Louvemos agora os celeiros famosos

Salpicam a paisagem, elevam-se por cima de nós com uma majestade estoica, passam demasiado depressa na estrada e têm sido o cenário preferido para uma sessão fotográfica da Polo desde o início. Um brinde às maravilhas intemporais da honestidade e do trabalho árduo, do charme e do caráter rústico, que nos recordam quem somos.

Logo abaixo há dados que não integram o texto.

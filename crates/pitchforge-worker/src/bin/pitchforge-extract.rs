//! Background execution unit for script extraction.
//!
//! Reads one JSON `ExtractionTask` from stdin, runs the extraction engine and
//! writes newline-delimited `WorkerMessage`s to stdout. Logs go to stderr.

use std::io::Write;
use std::process::ExitCode;

use tokio::io::AsyncReadExt;
use tracing_subscriber::EnvFilter;

use pitchforge_core::error::AppError;
use pitchforge_worker::offload::{ExtractionEngine, ExtractionTask, WorkerMessage};

#[tokio::main(flavor = "current_thread")]
async fn main() -> ExitCode {
    tracing_subscriber::fmt()
        .with_env_filter(
            EnvFilter::try_from_default_env().unwrap_or_else(|_| EnvFilter::new("warn")),
        )
        .with_writer(std::io::stderr)
        .init();

    let message = match run().await {
        Ok(message) => message,
        Err(error) => WorkerMessage::Error {
            code: error.kind.code().to_string(),
            message: error.message,
        },
    };
    let failed = matches!(message, WorkerMessage::Error { .. });

    if let Err(e) = emit(&message) {
        tracing::error!(error = %e, "Failed to write final message");
        return ExitCode::FAILURE;
    }
    if failed {
        ExitCode::FAILURE
    } else {
        ExitCode::SUCCESS
    }
}

async fn run() -> Result<WorkerMessage, AppError> {
    let mut input = Vec::new();
    tokio::io::stdin().read_to_end(&mut input).await?;

    let task: ExtractionTask = serde_json::from_slice(&input)?;
    let data = task
        .decode_data()
        .map_err(|e| AppError::validation(format!("Task data is not valid base64: {e}")))?;

    tracing::debug!(kind = task.kind.as_str(), bytes = data.len(), "Extraction task received");

    let engine = ExtractionEngine::new(task.ocr_command.clone());
    let mut report = |percent: u8| {
        if let Err(e) = emit(&WorkerMessage::Progress { percent }) {
            tracing::warn!(error = %e, "Failed to report progress");
        }
    };
    let result = engine.extract(task.kind, &data, &mut report).await?;

    Ok(WorkerMessage::Done { result })
}

/// Write one message line to stdout and flush it.
fn emit(message: &WorkerMessage) -> std::io::Result<()> {
    let line = message.to_line().map_err(std::io::Error::other)?;
    let mut stdout = std::io::stdout().lock();
    writeln!(stdout, "{line}")?;
    stdout.flush()
}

O que há de tão especial nos celeiros? Quando era criança, da janela do quarto via a exploração leiteira dos vizinhos: 71 hectares de pastagens ondulantes e milho para alimentação, vacas Holsteins brancas e pretas em movimento e a imprescindível e encantadora casa de tábuas. O mais pitoresco de tudo era o celeiro pintado de branco, um colosso vintage de origem incerta mas de estatura inquestionável que impunha atenção e respeito. Dominava a envolvência com uma simplicidade honesta e até com um toque de nobreza. Um celeiro, quer seja nas ricas terras agrícolas da Pensilvânia, onde cresci, ou nas planícies do Wyoming, no enclave do Texas ou no imenso jardim do Vale Central da Califórnia, tem uma forma de definir e organizar a paisagem, simbolizando o ponto em que o esforço humano se encontra com a natureza, como o frasco despretensioso no famoso poema de Wallace Stevens Anecdote of a Jar: “O deserto ergueu-se até ele,/E estendeu-se à sua volta, já não selvagem.”
CÉU PROTETOR
O Tate Barn, no Vale Heber de Utah, foi construído em 1902 e ainda está de pé nas encostas das Montanhas Wasatch como um símbolo de expansão e possibilidade.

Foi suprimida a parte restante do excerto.